Well it depends. You can still do 6-8 panda cories in a 10g if you really wanted to. With nifty hardscaping to maximize bottom area, good filtration and clean substrate, they can be happy and thrive.

I forgot to add that panda cories are more sensitive to water conditions than most other cories before. They really need clean substrate and clean water. I neglected my WCs and cleaning for a bit in January, and 3 of my 6 panda cories died in my 55 gallon tank. 

You can make the illusion that your tank is bigger than it is; the smaller the fish in proportion to the tank size, the more the tank looks bigger. 

Panda cories are one of my favorite fish. Right now I keep 2 of them in a 10g quarantine tank and there doesn't seem to be a lot of space if I added more of them in that tank.

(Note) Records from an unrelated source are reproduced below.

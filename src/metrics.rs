use anyhow::Result;
use rusqlite::Connection;
use tracing::info;

use crate::db;

/// Row accounting for one source file.
#[derive(Debug, Clone, Default, PartialEq, Eq)]
pub struct SourceStats {
    pub source: String,
    pub loaded: usize,
    /// title or narasi missing
    pub dropped_missing: usize,
    /// rejected by the quality filter
    pub dropped_weird: usize,
    pub kept: usize,
    pub hoax: usize,
}

impl SourceStats {
    pub fn new(source: &str) -> Self {
        SourceStats {
            source: source.to_string(),
            ..Default::default()
        }
    }

    pub fn fact(&self) -> usize {
        self.kept - self.hoax
    }
}

pub struct RunTracker {
    run_id: String,
    sources: Vec<SourceStats>,
}

impl RunTracker {
    pub fn new(run_id: String) -> Self {
        RunTracker {
            run_id,
            sources: Vec::new(),
        }
    }

    pub fn record(&mut self, stats: SourceStats) {
        info!(
            source = %stats.source,
            loaded = stats.loaded,
            dropped_missing = stats.dropped_missing,
            dropped_weird = stats.dropped_weird,
            kept = stats.kept,
            hoax = stats.hoax,
            "source processed"
        );
        self.sources.push(stats);
    }

    pub fn persist(&self, conn: &Connection) -> Result<()> {
        for stats in &self.sources {
            db::insert_source_stats(conn, &self.run_id, stats)?;
        }
        Ok(())
    }

    pub fn run_id(&self) -> &str {
        &self.run_id
    }

    pub fn sources(&self) -> &[SourceStats] {
        &self.sources
    }
}

pub fn new_run_id() -> String {
    format!("run-{}", chrono::Utc::now().format("%Y%m%dT%H%M%S"))
}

And they are the only bottom-dwelling inhabitants there!

The 3rd panda cory I accidently put in my 20g along with 3 peppered cories. They are very hard to catch and my tank is all set-up with plants, so I don't want to stress out the little fish and spend half a day tearing down the tank to catch her. Kind of lonely but she seems to do ok with the 3 peppered cories.


----------



## blizzack (Feb 12, 2008)

dekstr said:


> Well it depends. You can still do 6-8 panda cories in a 10g if you really wanted to. With nifty hardscaping to maximize bottom area, good filtration and clean substrate, they can be happy and thrive.
> 
> I forgot to add that panda cories are more sensitive to water conditions than most other cories before. They really need clean substrate and clean water. I neglected my WCs and cleaning for a bit in January, and 3 of my 6 panda cories died in my 55 gallon tank.
> 
> ...



Well, I would definitely only keep the pandas... though I bought eco complete soil and am thinking that they may not enjoy this at all. Does anyone have experience with this? Do they seem to get by OK?

Thanks!


----------



## dekstr (Oct 23, 2007)

EC is fine for cories. I have EC, silica sand and flourite with cories and they are fine.


----------